### Instructions for the task
Each record below should be written out again exactly.
*** Opening Data to use ***
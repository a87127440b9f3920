//! Pluggable state representation.
//!
//! The store engine treats state as an opaque [`Value`]; everything it needs
//! to know about the representation — how to build an empty state, read and
//! write a named field, and compare two states — goes through a
//! [`StateAdapter`]. The default [`ObjectAdapter`] works over plain JSON
//! objects.

mod adapter;

pub use adapter::{ObjectAdapter, StateAdapter};

pub(crate) use adapter::default_adapter;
*** Closing Data to use ***
### Result for this task
repository a87127440b9f3920
//! Pluggable state representation.
//!
//! The store engine treats state as an opaque [`Value`]; everything it needs
//! to know about the representation — how to build an empty state, read and
//! write a named field, and compare two states — goes through a
//! [`StateAdapter`]. The default [`ObjectAdapter`] works over plain JSON
//! objects.

mod adapter;

pub use adapter::{ObjectAdapter, StateAdapter};

pub(crate) use adapter::default_adapter;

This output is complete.